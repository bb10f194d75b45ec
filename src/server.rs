// Copyright (c) 2025 Erick Bourgeois, firestoned
// SPDX-License-Identifier: MIT

//! HTTP endpoints: Prometheus metrics, published outputs and liveness.

use crate::constants::{HEALTHZ_SERVER_PATH, METRICS_SERVER_PATH, OUTPUTS_SERVER_PATH};
use crate::metrics::gather_metrics;
use crate::outputs::Outputs;
use axum::extract::State;
use axum::http::{header, StatusCode};
use axum::response::{IntoResponse, Response};
use axum::routing::get;
use axum::{Json, Router};
use serde_json::json;
use std::sync::Arc;
use tokio::net::TcpListener;
use tokio::sync::watch;
use tracing::{error, info};

#[derive(Clone)]
struct ServerState {
    outputs: watch::Receiver<Option<Arc<Outputs>>>,
}

/// Build the router.
pub fn router(outputs: watch::Receiver<Option<Arc<Outputs>>>) -> Router {
    Router::new()
        .route(METRICS_SERVER_PATH, get(metrics_handler))
        .route(OUTPUTS_SERVER_PATH, get(outputs_handler))
        .route(HEALTHZ_SERVER_PATH, get(|| async { "ok" }))
        .with_state(ServerState { outputs })
}

async fn metrics_handler() -> Response {
    match gather_metrics() {
        Ok(body) => (
            [(header::CONTENT_TYPE, "text/plain; version=0.0.4")],
            body,
        )
            .into_response(),
        Err(e) => {
            error!(error = %e, "Failed to encode metrics");
            (StatusCode::INTERNAL_SERVER_ERROR, e.to_string()).into_response()
        }
    }
}

async fn outputs_handler(State(state): State<ServerState>) -> Response {
    let current = state.outputs.borrow().clone();
    match current {
        Some(outputs) => Json(outputs.as_ref().clone()).into_response(),
        None => (
            StatusCode::SERVICE_UNAVAILABLE,
            Json(json!({ "error": "zone has not converged yet" })),
        )
            .into_response(),
    }
}

/// Serve `router` on `listener` until `shutdown` turns true.
///
/// # Errors
///
/// Returns an error if the server fails while accepting connections.
pub async fn serve(
    listener: TcpListener,
    router: Router,
    mut shutdown: watch::Receiver<bool>,
) -> std::io::Result<()> {
    if let Ok(addr) = listener.local_addr() {
        info!(%addr, "HTTP server listening");
    }
    axum::serve(listener, router)
        .with_graceful_shutdown(async move {
            let _ = shutdown.wait_for(|stop| *stop).await;
        })
        .await
}

#[cfg(test)]
#[path = "server_tests.rs"]
mod server_tests;
// Copyright (c) 2025 Erick Bourgeois, firestoned
// SPDX-License-Identifier: MIT

use anyhow::{Context, Result};
use georoute::{
    config::{config_path, load},
    constants::{HEALTH_EVENT_CHANNEL_CAPACITY, TOKIO_WORKER_THREADS},
    controller::Controller,
    health::HttpProber,
    outputs::OutputPublisher,
    provider::{DnsProvider, HttpDnsProvider, MemoryProvider},
    reconcilers::Reconciler,
    server::{router, serve},
    supervisor::HealthSupervisor,
    zone::{ensure_health_checks, resolve_hosted_zone},
};
use std::sync::Arc;
use tokio::net::TcpListener;
use tokio::sync::{mpsc, watch};
use tracing::{debug, error, info, warn};

fn main() -> Result<()> {
    // Build Tokio runtime with custom thread names
    let runtime = tokio::runtime::Builder::new_multi_thread()
        .worker_threads(TOKIO_WORKER_THREADS)
        .thread_name("georoute-controller")
        .enable_all()
        .build()?;

    runtime.block_on(async_main())
}

fn init_tracing() {
    // Respects RUST_LOG environment variable if set, otherwise defaults to INFO level
    // Respects RUST_LOG_FORMAT (json|text) for output format
    let env_filter = tracing_subscriber::EnvFilter::try_from_default_env()
        .unwrap_or_else(|_| tracing_subscriber::EnvFilter::new("info"));

    let log_format = std::env::var("RUST_LOG_FORMAT").unwrap_or_else(|_| "text".to_string());

    match log_format.to_lowercase().as_str() {
        "json" => {
            tracing_subscriber::fmt()
                .with_env_filter(env_filter)
                .with_file(true)
                .with_line_number(true)
                .with_thread_names(true)
                .with_target(false)
                .json()
                .init();
        }
        _ => {
            tracing_subscriber::fmt()
                .with_env_filter(env_filter)
                .with_file(true)
                .with_line_number(true)
                .with_thread_names(true)
                .with_target(false)
                .with_ansi(true)
                .compact()
                .init();
        }
    }
}

async fn async_main() -> Result<()> {
    init_tracing();
    info!("Starting georoute controller");

    let path = config_path();
    let settings =
        load(&path).with_context(|| format!("loading configuration from {}", path.display()))?;
    debug!(?settings, "Configuration loaded");

    let provider: Arc<dyn DnsProvider> = match &settings.provider.endpoint {
        Some(endpoint) => Arc::new(HttpDnsProvider::new(
            endpoint,
            settings.provider.token.clone(),
            settings.provider.atomic_batches,
        )?),
        None => {
            warn!("No provider endpoint configured; using the in-memory provider (dry run)");
            Arc::new(MemoryProvider::atomic())
        }
    };

    // Startup failures below are fatal; nothing has been mutated except a newly created zone
    let zone = resolve_hosted_zone(provider.as_ref(), &settings.zone).await?;
    let checks =
        ensure_health_checks(provider.as_ref(), &settings.registry, settings.max_attempts).await?;
    info!(
        zone_id = %zone.id,
        domain = %zone.domain_name,
        managed = zone.managed,
        health_checks = checks.len(),
        "Hosted zone ready"
    );

    let registry = Arc::new(settings.registry);
    let (shutdown_tx, shutdown_rx) = watch::channel(false);
    let (events_tx, events_rx) = mpsc::channel(HEALTH_EVENT_CHANNEL_CAPACITY);

    let prober = Arc::new(HttpProber::new(settings.probe_timeout)?);
    let supervisor = Arc::new(HealthSupervisor::start(&registry, prober, events_tx));

    let publisher = Arc::new(OutputPublisher::new(
        registry.clone(),
        settings.naming.clone(),
        settings.outputs_file.clone(),
    ));

    let listener = TcpListener::bind(settings.bind_address)
        .await
        .with_context(|| format!("binding HTTP server to {}", settings.bind_address))?;
    let server = tokio::spawn(serve(
        listener,
        router(publisher.subscribe()),
        shutdown_rx.clone(),
    ));

    let controller = Controller::new(
        zone,
        registry,
        settings.naming,
        settings.fallback,
        supervisor.clone(),
        Reconciler::new(provider, settings.max_attempts),
        publisher,
        settings.controller,
    );
    let mut controller_task = tokio::spawn(controller.run(events_rx, shutdown_rx));

    let controller_exited = tokio::select! {
        () = shutdown_signal() => {
            info!("Shutdown signal received");
            false
        }
        result = &mut controller_task => {
            error!("CRITICAL: controller loop exited unexpectedly: {:?}", result);
            true
        }
    };

    // Probes stop now; the controller finishes its in-flight batch
    supervisor.stop();
    let _ = shutdown_tx.send(true);
    if !controller_exited {
        if let Err(e) = controller_task.await {
            error!(error = %e, "Controller task failed during shutdown");
        }
    }

    match Arc::try_unwrap(supervisor) {
        Ok(supervisor) => supervisor.shutdown().await,
        Err(_) => warn!("Health supervisor still shared at shutdown; probe tasks already signalled"),
    }

    match server.await {
        Ok(Ok(())) => {}
        Ok(Err(e)) => error!(error = %e, "HTTP server failed"),
        Err(e) => error!(error = %e, "HTTP server task failed"),
    }

    if controller_exited {
        anyhow::bail!("controller loop exited unexpectedly");
    }
    info!("georoute controller stopped");
    Ok(())
}

/// Resolves on SIGINT or, on Unix, SIGTERM.
async fn shutdown_signal() {
    let ctrl_c = async {
        if let Err(e) = tokio::signal::ctrl_c().await {
            error!(error = %e, "Failed to listen for Ctrl+C");
            std::future::pending::<()>().await;
        }
    };

    #[cfg(unix)]
    let terminate = async {
        match tokio::signal::unix::signal(tokio::signal::unix::SignalKind::terminate()) {
            Ok(mut signal) => {
                signal.recv().await;
            }
            Err(e) => {
                error!(error = %e, "Failed to listen for SIGTERM");
                std::future::pending::<()>().await;
            }
        }
    };

    #[cfg(not(unix))]
    let terminate = std::future::pending::<()>();

    tokio::select! {
        () = ctrl_c => {}
        () = terminate => {}
    }
}
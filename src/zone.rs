// Copyright (c) 2025 Erick Bourgeois, firestoned
// SPDX-License-Identifier: MIT

//! Hosted zone resolution and provider-side health check setup.
//!
//! Both run once at startup and every failure is fatal. A zone is created at most once
//! per process; an externally supplied zone id is validated, looked up and checked
//! against the configured domain.

use crate::constants::{HOSTED_ZONE_ID_PREFIX, MAX_ZONE_ID_LEN};
use crate::dns_errors::{ProviderError, ZoneError};
use crate::model::{HealthCheck, HostedZone};
use crate::provider::DnsProvider;
use crate::reconcilers::retry::retry_provider_call;
use crate::registry::RegionRegistry;
use tracing::{info, warn};

/// Where the hosted zone comes from.
#[derive(Clone, Debug, PartialEq, Eq)]
pub enum ZoneSource {
    /// Create a new zone; the caller reference is derived from the project name.
    Create { project_name: String },
    /// Use an existing zone.
    Existing { zone_id: String },
}

/// Inputs to [`resolve_hosted_zone`].
#[derive(Clone, Debug, PartialEq, Eq)]
pub struct ZoneSettings {
    pub domain_name: String,
    pub source: ZoneSource,
    /// Attempt budget for retryable lookups
    pub max_attempts: u32,
}

/// Caller reference sent with zone creation: `<project>-<domain>`.
#[must_use]
pub fn caller_reference(project_name: &str, domain_name: &str) -> String {
    format!(
        "{}-{}",
        project_name.trim(),
        normalize_domain(domain_name)
    )
}

/// Check the syntax of a hosted zone id and return it without the `/hostedzone/` prefix.
///
/// # Errors
///
/// Returns [`ZoneError::InvalidZoneId`] if the id is empty, too long or contains
/// anything other than upper-case letters and digits.
pub fn validate_zone_id(raw: &str) -> Result<String, ZoneError> {
    let invalid = |reason: &str| ZoneError::InvalidZoneId {
        zone_id: raw.to_string(),
        reason: reason.to_string(),
    };

    let id = raw.trim();
    let id = id.strip_prefix(HOSTED_ZONE_ID_PREFIX).unwrap_or(id);

    if id.is_empty() {
        return Err(invalid("zone id is empty"));
    }
    if id.len() > MAX_ZONE_ID_LEN {
        return Err(invalid(&format!(
            "zone id exceeds {MAX_ZONE_ID_LEN} characters"
        )));
    }
    if !id
        .chars()
        .all(|c| c.is_ascii_uppercase() || c.is_ascii_digit())
    {
        return Err(invalid("zone id must contain only upper-case letters and digits"));
    }

    Ok(id.to_string())
}

/// Create or look up the hosted zone.
///
/// # Errors
///
/// - [`ZoneError::ZoneCreation`] if the provider rejects creation (not retried)
/// - [`ZoneError::InvalidZoneId`] / [`ZoneError::ZoneNotFound`] for a bad existing id
/// - [`ZoneError::DomainMismatch`] if the zone serves another domain
/// - [`ZoneError::Lookup`] if the lookup fails after retries
pub async fn resolve_hosted_zone(
    provider: &dyn DnsProvider,
    settings: &ZoneSettings,
) -> Result<HostedZone, ZoneError> {
    let domain = normalize_domain(&settings.domain_name);

    match &settings.source {
        ZoneSource::Create { project_name } => {
            let reference = caller_reference(project_name, &domain);
            let zone = provider
                .create_hosted_zone(&domain, &reference)
                .await
                .map_err(|source| ZoneError::ZoneCreation {
                    domain: domain.clone(),
                    source,
                })?;

            info!(zone_id = %zone.id, domain = %domain, "Created hosted zone");
            Ok(HostedZone {
                managed: true,
                ..zone
            })
        }
        ZoneSource::Existing { zone_id } => {
            let zone_id = validate_zone_id(zone_id)?;
            let zone = retry_provider_call(
                || provider.get_hosted_zone(&zone_id),
                "get_hosted_zone",
                settings.max_attempts,
            )
            .await
            .map_err(|source| match source {
                ProviderError::NotFound { .. } => ZoneError::ZoneNotFound {
                    zone_id: zone_id.clone(),
                },
                source => ZoneError::Lookup {
                    zone_id: zone_id.clone(),
                    source,
                },
            })?;

            let actual = normalize_domain(&zone.domain_name);
            if actual != domain {
                return Err(ZoneError::DomainMismatch {
                    zone_id,
                    expected: domain,
                    actual,
                });
            }

            info!(zone_id = %zone_id, domain = %domain, "Resolved existing hosted zone");
            Ok(HostedZone {
                id: zone_id,
                domain_name: actual,
                managed: false,
            })
        }
    }
}

/// Make sure a provider-side health check exists for every region.
///
/// Checks are looked up by reference and created only when missing, so calling this
/// again is a no-op.
///
/// # Errors
///
/// Returns [`ZoneError::HealthCheckSetup`] naming the first region whose check could
/// not be looked up or created.
pub async fn ensure_health_checks(
    provider: &dyn DnsProvider,
    registry: &RegionRegistry,
    max_attempts: u32,
) -> Result<Vec<HealthCheck>, ZoneError> {
    let mut checks = Vec::with_capacity(registry.len());

    for region in registry.regions() {
        let spec = region.health_check_spec();
        let setup_error = |source| ZoneError::HealthCheckSetup {
            region: region.name.clone(),
            source,
        };

        let existing = retry_provider_call(
            || provider.get_health_check(&spec.reference),
            "get_health_check",
            max_attempts,
        )
        .await
        .map_err(setup_error)?;

        let check = match existing {
            Some(check) => {
                if check.spec != spec {
                    warn!(
                        region = %region.name,
                        health_check_id = %check.id,
                        "Existing health check differs from configuration; keeping it"
                    );
                }
                check
            }
            None => {
                let check = retry_provider_call(
                    || provider.create_health_check(&spec),
                    "create_health_check",
                    max_attempts,
                )
                .await
                .map_err(setup_error)?;
                info!(
                    region = %region.name,
                    health_check_id = %check.id,
                    endpoint = %spec.fqdn,
                    "Created health check"
                );
                check
            }
        };
        checks.push(check);
    }

    Ok(checks)
}

fn normalize_domain(domain: &str) -> String {
    domain.trim().trim_end_matches('.').to_ascii_lowercase()
}

#[cfg(test)]
#[path = "zone_tests.rs"]
mod zone_tests;
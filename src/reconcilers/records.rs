// Copyright (c) 2025 Erick Bourgeois, firestoned
// SPDX-License-Identifier: MIT

//! Routing record reconciliation.
//!
//! A pass reads the zone's records, diffs them against the desired state and applies
//! the difference:
//!
//! - **Atomic providers** receive one change batch per attempt.
//! - **Other providers** receive one change at a time, deletes first, then updates, then
//!   creates, stopping at the first failure. The ordered list of one attempt counts as a
//!   single batch: shutdown does not interrupt it.
//!
//! After every attempt the zone is re-read and re-diffed, so a retry only carries the
//! records that are still divergent. The pass reports `converged` only once a
//! verification read shows no remaining difference.

use super::diff::{diff, ActualState, ChangeSet};
use super::retry::{provider_backoff, retry_provider_call};
use crate::compiler::DesiredState;
use crate::dns_errors::{ProviderError, ReconcileError};
use crate::metrics;
use crate::model::{join_keys, HostedZone, RecordChange};
use crate::provider::DnsProvider;
use std::collections::HashMap;
use std::sync::{Arc, Mutex, PoisonError};
use std::time::Duration;
use tokio::sync::{watch, Mutex as AsyncMutex};
use tracing::{debug, error, info, warn};

/// Outcome of a reconciliation pass that did not fail.
#[derive(Clone, Debug, Default, PartialEq, Eq)]
pub struct ReconcileResult {
    /// Every change the provider accepted during the pass
    pub applied: ChangeSet,
    /// Apply attempts made; 0 when the zone was already converged
    pub attempts: u32,
    /// Whether the final verification read matched the desired state
    pub converged: bool,
}

struct ApplyOutcome {
    applied: ChangeSet,
    error: Option<ProviderError>,
}

/// Converges hosted zones on their desired record sets.
///
/// Passes against the same zone are serialized by a per-zone lock held for the whole
/// pass.
pub struct Reconciler {
    provider: Arc<dyn DnsProvider>,
    max_attempts: u32,
    zone_locks: Mutex<HashMap<String, Arc<AsyncMutex<()>>>>,
}

impl Reconciler {
    #[must_use]
    pub fn new(provider: Arc<dyn DnsProvider>, max_attempts: u32) -> Self {
        Self {
            provider,
            max_attempts: max_attempts.max(1),
            zone_locks: Mutex::new(HashMap::new()),
        }
    }

    fn zone_lock(&self, zone_id: &str) -> Arc<AsyncMutex<()>> {
        self.zone_locks
            .lock()
            .unwrap_or_else(PoisonError::into_inner)
            .entry(zone_id.to_string())
            .or_default()
            .clone()
    }

    /// Run one reconciliation pass for `zone`.
    ///
    /// `shutdown` is checked between batches only; a submitted batch always completes.
    ///
    /// # Errors
    ///
    /// - [`ReconcileError::Provider`] if the zone's records cannot be read
    /// - [`ReconcileError::PartialConvergence`] if a permanent error occurs, retries are
    ///   exhausted with records still divergent, or the zone cannot be re-read after an
    ///   apply
    /// - [`ReconcileError::Cancelled`] if shutdown is requested before convergence
    pub async fn reconcile(
        &self,
        zone: &HostedZone,
        desired: &DesiredState,
        shutdown: &watch::Receiver<bool>,
    ) -> Result<ReconcileResult, ReconcileError> {
        let lock = self.zone_lock(&zone.id);
        let _guard = lock.lock().await;

        let mut changes = self.pending_changes(zone, desired).await?;
        if changes.is_empty() {
            debug!(zone_id = %zone.id, records = desired.len(), "Zone already converged");
            return Ok(ReconcileResult {
                applied: ChangeSet::default(),
                attempts: 0,
                converged: true,
            });
        }

        let mut backoff = provider_backoff(self.max_attempts);
        let mut applied = ChangeSet::default();

        loop {
            if *shutdown.borrow() {
                return Err(ReconcileError::Cancelled {
                    unresolved: changes.keys(),
                });
            }

            info!(
                zone_id = %zone.id,
                attempt = backoff.attempts(),
                deletes = changes.deletes.len(),
                updates = changes.updates.len(),
                creates = changes.creates.len(),
                "Applying record changes"
            );

            let outcome = if self.provider.supports_atomic_batches() {
                self.apply_atomic(zone, &changes).await
            } else {
                self.apply_sequential(zone, &changes).await
            };
            applied.extend(outcome.applied);

            let remaining = match self.read_changes(zone, desired).await {
                Ok(remaining) => remaining,
                Err(source) => {
                    error!(
                        zone_id = %zone.id,
                        unresolved = %join_keys(&changes.keys()),
                        error = %source,
                        "Failed to re-read zone after applying changes"
                    );
                    return Err(ReconcileError::PartialConvergence {
                        unresolved: changes.keys(),
                        attempts: backoff.attempts(),
                        source,
                    });
                }
            };
            if remaining.is_empty() {
                info!(
                    zone_id = %zone.id,
                    attempts = backoff.attempts(),
                    applied = applied.len(),
                    "Zone converged"
                );
                return Ok(ReconcileResult {
                    applied,
                    attempts: backoff.attempts(),
                    converged: true,
                });
            }

            let last_error = match outcome.error {
                Some(e) if !e.is_retryable() => {
                    error!(
                        zone_id = %zone.id,
                        unresolved = %join_keys(&remaining.keys()),
                        error = %e,
                        "Provider rejected record changes"
                    );
                    return Err(ReconcileError::PartialConvergence {
                        unresolved: remaining.keys(),
                        attempts: backoff.attempts(),
                        source: e,
                    });
                }
                Some(e) => Some(e),
                None => {
                    warn!(
                        zone_id = %zone.id,
                        unresolved = %join_keys(&remaining.keys()),
                        "Verification found records still divergent after a successful apply"
                    );
                    None
                }
            };

            let attempts = backoff.attempts();
            let Some(delay) = backoff.next_backoff() else {
                return match last_error {
                    Some(source) => {
                        error!(
                            zone_id = %zone.id,
                            attempts,
                            unresolved = %join_keys(&remaining.keys()),
                            "Retry attempts exhausted"
                        );
                        Err(ReconcileError::PartialConvergence {
                            unresolved: remaining.keys(),
                            attempts,
                            source,
                        })
                    }
                    None => Ok(ReconcileResult {
                        applied,
                        attempts,
                        converged: false,
                    }),
                };
            };

            if wait_or_shutdown(delay, shutdown).await {
                return Err(ReconcileError::Cancelled {
                    unresolved: remaining.keys(),
                });
            }
            changes = remaining;
        }
    }

    /// Read the zone and diff it against `desired`.
    async fn pending_changes(
        &self,
        zone: &HostedZone,
        desired: &DesiredState,
    ) -> Result<ChangeSet, ReconcileError> {
        self.read_changes(zone, desired)
            .await
            .map_err(|source| ReconcileError::Provider {
                operation: "list records".to_string(),
                zone_id: zone.id.clone(),
                source,
            })
    }

    async fn read_changes(
        &self,
        zone: &HostedZone,
        desired: &DesiredState,
    ) -> Result<ChangeSet, ProviderError> {
        let records = retry_provider_call(
            || self.provider.list_records(&zone.id),
            "list_records",
            self.max_attempts,
        )
        .await?;

        let actual = ActualState::scoped(zone, desired, records);
        Ok(diff(desired, &actual))
    }

    async fn apply_atomic(&self, zone: &HostedZone, changes: &ChangeSet) -> ApplyOutcome {
        let batch = changes.ordered_changes();
        match self.provider.change_records(&zone.id, &batch).await {
            Ok(()) => {
                for change in &batch {
                    metrics::record_record_change(change.action());
                }
                ApplyOutcome {
                    applied: changes.clone(),
                    error: None,
                }
            }
            Err(e) => {
                metrics::record_provider_error("change_records", e.error_type());
                warn!(zone_id = %zone.id, changes = batch.len(), error = %e, "Change batch failed");
                ApplyOutcome {
                    applied: ChangeSet::default(),
                    error: Some(e),
                }
            }
        }
    }

    async fn apply_sequential(&self, zone: &HostedZone, changes: &ChangeSet) -> ApplyOutcome {
        let mut applied = ChangeSet::default();

        for change in changes.ordered_changes() {
            if let Err(e) = self
                .provider
                .change_records(&zone.id, std::slice::from_ref(&change))
                .await
            {
                metrics::record_provider_error("change_records", e.error_type());
                warn!(
                    zone_id = %zone.id,
                    record = %change.record().key(),
                    action = change.action(),
                    error = %e,
                    "Record change failed"
                );
                return ApplyOutcome {
                    applied,
                    error: Some(e),
                };
            }

            metrics::record_record_change(change.action());
            debug!(
                zone_id = %zone.id,
                record = %change.record().key(),
                action = change.action(),
                "Applied record change"
            );
            match change {
                RecordChange::Delete(r) => applied.deletes.push(r),
                RecordChange::Update(r) => applied.updates.push(r),
                RecordChange::Create(r) => applied.creates.push(r),
            }
        }

        ApplyOutcome {
            applied,
            error: None,
        }
    }
}

/// Sleep for `delay`; returns true if shutdown was requested first.
async fn wait_or_shutdown(delay: Duration, shutdown: &watch::Receiver<bool>) -> bool {
    if *shutdown.borrow() {
        return true;
    }
    let mut shutdown = shutdown.clone();
    tokio::select! {
        () = tokio::time::sleep(delay) => false,
        Ok(_) = shutdown.wait_for(|stop| *stop) => true,
    }
}

#[cfg(test)]
#[path = "records_tests.rs"]
mod records_tests;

| Problem to solve |
Show the lines from the data above that contain the string "unexpectedly".

| Response to the task |
            error!("CRITICAL: controller loop exited unexpectedly: {:?}", result);
        anyhow::bail!("controller loop exited unexpectedly");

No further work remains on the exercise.